═══ DATA SHOWN ═══
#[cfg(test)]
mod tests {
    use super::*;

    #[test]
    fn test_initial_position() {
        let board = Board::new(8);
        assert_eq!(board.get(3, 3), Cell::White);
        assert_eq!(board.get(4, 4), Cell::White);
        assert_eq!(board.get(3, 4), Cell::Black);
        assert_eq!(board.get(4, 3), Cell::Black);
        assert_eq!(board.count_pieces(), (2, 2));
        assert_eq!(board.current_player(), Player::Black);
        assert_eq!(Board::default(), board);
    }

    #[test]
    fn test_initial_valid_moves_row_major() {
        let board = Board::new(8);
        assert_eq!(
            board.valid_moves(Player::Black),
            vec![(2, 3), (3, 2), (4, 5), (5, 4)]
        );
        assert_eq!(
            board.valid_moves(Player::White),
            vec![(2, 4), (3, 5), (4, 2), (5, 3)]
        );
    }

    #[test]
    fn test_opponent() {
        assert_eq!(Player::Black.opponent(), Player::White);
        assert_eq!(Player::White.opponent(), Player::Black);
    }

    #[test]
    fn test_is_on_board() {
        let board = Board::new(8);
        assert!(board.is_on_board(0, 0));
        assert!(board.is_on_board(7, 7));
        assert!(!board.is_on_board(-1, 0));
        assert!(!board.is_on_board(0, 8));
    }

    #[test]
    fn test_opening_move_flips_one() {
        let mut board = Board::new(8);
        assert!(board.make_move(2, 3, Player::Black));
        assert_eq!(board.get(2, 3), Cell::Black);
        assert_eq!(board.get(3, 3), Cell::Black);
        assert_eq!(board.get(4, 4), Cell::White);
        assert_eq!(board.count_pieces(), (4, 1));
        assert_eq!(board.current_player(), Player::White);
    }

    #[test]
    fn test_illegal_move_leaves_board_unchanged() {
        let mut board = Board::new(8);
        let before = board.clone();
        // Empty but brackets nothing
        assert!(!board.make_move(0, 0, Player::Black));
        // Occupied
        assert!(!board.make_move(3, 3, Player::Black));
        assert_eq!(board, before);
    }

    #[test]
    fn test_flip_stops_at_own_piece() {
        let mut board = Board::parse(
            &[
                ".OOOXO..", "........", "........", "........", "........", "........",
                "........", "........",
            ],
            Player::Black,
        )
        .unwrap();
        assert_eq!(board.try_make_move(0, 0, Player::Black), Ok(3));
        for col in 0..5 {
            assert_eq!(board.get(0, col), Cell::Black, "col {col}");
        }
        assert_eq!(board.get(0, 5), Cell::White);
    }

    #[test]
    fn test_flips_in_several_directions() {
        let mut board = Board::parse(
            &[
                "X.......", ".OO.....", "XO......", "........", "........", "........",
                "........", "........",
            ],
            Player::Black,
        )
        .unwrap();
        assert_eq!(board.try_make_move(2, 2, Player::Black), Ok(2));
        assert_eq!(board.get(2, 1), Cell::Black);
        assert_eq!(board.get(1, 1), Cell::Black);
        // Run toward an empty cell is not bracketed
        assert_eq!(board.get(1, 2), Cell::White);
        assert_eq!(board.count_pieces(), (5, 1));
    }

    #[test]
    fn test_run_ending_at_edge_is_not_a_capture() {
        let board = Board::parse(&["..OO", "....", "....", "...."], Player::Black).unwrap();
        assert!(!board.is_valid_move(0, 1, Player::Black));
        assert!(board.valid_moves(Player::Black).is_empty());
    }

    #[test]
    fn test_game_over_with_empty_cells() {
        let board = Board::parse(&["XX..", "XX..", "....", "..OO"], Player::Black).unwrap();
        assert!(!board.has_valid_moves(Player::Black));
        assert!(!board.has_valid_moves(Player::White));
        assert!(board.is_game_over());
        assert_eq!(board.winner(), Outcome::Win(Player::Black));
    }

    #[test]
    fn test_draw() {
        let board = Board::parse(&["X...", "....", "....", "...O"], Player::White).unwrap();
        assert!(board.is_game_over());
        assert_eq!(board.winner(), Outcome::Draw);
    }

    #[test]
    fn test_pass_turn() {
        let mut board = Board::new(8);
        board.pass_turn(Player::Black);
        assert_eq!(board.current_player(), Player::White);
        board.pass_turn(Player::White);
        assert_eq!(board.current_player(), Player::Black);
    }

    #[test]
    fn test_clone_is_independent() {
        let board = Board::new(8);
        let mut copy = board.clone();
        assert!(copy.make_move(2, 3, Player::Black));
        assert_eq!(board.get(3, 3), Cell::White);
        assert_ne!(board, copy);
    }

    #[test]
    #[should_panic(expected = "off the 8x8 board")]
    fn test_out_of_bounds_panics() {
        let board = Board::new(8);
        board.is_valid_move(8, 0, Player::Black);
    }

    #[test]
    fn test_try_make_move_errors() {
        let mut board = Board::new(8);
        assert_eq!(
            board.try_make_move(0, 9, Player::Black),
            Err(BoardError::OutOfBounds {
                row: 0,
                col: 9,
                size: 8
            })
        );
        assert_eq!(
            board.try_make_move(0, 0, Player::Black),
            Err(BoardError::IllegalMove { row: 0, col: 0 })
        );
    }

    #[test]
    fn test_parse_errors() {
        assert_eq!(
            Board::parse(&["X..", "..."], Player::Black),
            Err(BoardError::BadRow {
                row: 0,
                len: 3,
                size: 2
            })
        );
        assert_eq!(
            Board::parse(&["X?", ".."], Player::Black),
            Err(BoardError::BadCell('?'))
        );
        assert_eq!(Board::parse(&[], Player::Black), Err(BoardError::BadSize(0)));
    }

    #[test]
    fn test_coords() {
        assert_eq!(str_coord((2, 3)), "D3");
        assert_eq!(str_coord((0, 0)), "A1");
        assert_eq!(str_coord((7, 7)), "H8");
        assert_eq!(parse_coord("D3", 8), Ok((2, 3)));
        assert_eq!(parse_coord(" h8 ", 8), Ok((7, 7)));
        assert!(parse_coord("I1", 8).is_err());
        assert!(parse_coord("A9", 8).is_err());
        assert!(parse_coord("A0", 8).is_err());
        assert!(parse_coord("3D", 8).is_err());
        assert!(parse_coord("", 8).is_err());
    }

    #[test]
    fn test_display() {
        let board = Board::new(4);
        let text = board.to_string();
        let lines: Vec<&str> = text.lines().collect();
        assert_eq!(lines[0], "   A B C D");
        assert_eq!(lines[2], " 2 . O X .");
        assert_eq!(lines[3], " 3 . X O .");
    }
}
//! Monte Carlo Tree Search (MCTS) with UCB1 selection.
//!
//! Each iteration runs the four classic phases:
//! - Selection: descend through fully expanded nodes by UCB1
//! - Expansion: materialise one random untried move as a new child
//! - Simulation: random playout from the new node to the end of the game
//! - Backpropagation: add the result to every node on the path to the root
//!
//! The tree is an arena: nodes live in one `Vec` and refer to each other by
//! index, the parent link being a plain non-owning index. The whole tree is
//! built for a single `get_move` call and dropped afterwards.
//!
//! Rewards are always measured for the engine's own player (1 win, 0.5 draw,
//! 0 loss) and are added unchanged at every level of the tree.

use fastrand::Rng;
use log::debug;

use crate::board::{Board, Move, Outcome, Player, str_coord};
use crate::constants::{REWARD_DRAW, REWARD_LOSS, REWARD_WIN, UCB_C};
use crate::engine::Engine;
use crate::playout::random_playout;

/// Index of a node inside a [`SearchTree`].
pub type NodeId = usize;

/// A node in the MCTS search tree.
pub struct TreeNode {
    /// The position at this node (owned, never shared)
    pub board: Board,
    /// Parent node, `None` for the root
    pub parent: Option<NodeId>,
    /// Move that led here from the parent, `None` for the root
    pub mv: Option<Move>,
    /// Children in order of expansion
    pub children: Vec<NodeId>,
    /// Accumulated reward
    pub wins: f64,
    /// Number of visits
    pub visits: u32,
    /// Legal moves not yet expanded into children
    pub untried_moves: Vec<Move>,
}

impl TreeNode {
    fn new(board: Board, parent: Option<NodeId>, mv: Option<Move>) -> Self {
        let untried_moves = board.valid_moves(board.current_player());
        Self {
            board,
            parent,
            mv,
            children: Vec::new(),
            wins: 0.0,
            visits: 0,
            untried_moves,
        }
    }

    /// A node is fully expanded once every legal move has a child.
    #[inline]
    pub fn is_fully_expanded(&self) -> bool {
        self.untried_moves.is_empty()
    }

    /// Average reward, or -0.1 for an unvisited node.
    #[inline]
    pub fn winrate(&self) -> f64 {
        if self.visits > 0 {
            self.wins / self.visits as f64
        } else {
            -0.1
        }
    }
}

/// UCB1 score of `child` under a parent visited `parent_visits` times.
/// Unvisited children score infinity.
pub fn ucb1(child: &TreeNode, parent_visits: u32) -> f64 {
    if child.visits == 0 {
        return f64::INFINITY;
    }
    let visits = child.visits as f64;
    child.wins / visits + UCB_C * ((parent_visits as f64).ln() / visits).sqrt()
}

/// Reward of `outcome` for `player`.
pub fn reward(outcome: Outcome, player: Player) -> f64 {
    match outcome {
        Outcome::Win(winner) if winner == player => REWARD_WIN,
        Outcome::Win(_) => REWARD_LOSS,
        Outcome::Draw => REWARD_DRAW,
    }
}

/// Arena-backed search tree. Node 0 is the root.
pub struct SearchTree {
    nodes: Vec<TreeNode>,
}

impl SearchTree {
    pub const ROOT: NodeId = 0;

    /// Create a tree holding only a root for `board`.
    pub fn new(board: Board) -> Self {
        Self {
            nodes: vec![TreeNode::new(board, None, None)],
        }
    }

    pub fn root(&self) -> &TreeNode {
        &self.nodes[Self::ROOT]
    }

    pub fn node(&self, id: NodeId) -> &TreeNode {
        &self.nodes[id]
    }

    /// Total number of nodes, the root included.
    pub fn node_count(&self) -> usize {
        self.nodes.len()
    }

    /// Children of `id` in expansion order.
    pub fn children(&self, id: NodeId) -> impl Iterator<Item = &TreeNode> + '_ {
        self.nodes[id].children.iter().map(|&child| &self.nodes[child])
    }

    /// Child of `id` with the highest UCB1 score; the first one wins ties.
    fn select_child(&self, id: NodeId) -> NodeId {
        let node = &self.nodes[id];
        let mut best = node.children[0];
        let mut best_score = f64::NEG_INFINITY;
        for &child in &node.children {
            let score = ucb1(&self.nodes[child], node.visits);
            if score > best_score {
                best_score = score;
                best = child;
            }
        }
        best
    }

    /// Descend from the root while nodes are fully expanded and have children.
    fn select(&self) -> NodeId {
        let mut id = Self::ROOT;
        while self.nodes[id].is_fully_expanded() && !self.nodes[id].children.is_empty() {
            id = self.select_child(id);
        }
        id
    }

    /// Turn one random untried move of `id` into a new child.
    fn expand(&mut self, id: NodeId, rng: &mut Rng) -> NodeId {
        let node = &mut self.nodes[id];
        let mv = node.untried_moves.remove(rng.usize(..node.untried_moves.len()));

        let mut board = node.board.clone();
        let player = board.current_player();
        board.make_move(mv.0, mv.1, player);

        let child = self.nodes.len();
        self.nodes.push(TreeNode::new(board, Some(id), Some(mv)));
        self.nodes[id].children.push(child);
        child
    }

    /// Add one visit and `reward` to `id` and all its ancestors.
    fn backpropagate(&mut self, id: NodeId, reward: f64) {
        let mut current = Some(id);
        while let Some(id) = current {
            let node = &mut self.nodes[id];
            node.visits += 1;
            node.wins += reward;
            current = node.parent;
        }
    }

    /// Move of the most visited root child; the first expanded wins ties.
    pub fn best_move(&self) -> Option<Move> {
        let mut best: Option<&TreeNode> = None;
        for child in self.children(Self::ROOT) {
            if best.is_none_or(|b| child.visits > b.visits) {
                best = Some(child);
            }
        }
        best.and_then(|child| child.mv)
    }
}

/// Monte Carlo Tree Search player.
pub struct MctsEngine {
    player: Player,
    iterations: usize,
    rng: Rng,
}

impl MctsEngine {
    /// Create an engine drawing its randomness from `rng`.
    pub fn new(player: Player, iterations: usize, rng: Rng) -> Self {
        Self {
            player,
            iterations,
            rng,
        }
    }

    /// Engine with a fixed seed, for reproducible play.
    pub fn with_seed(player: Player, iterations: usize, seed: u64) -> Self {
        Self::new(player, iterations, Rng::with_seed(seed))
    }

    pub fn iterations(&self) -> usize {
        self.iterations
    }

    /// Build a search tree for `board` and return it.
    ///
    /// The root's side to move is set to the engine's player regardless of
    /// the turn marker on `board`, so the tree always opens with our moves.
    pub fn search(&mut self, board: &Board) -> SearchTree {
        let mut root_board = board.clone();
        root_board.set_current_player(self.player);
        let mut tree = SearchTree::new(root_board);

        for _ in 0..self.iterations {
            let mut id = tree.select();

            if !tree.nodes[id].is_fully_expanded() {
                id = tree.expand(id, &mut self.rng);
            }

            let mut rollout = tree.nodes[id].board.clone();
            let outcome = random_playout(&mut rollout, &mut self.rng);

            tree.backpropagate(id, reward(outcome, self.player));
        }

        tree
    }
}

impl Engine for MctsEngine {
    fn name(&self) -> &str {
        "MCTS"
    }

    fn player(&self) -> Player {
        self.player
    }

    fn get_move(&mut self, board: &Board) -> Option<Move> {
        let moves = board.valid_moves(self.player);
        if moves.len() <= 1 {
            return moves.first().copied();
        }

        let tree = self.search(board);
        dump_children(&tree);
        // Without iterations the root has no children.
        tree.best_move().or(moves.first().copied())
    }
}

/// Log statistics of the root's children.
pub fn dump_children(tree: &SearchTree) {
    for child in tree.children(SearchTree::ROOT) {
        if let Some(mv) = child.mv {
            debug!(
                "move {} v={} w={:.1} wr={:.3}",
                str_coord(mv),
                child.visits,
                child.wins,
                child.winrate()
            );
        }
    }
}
═══
Across all the entries, count the lines that contain the word "text" and give the number by itself.

**RESPONSE FOR THIS EXERCISE**
2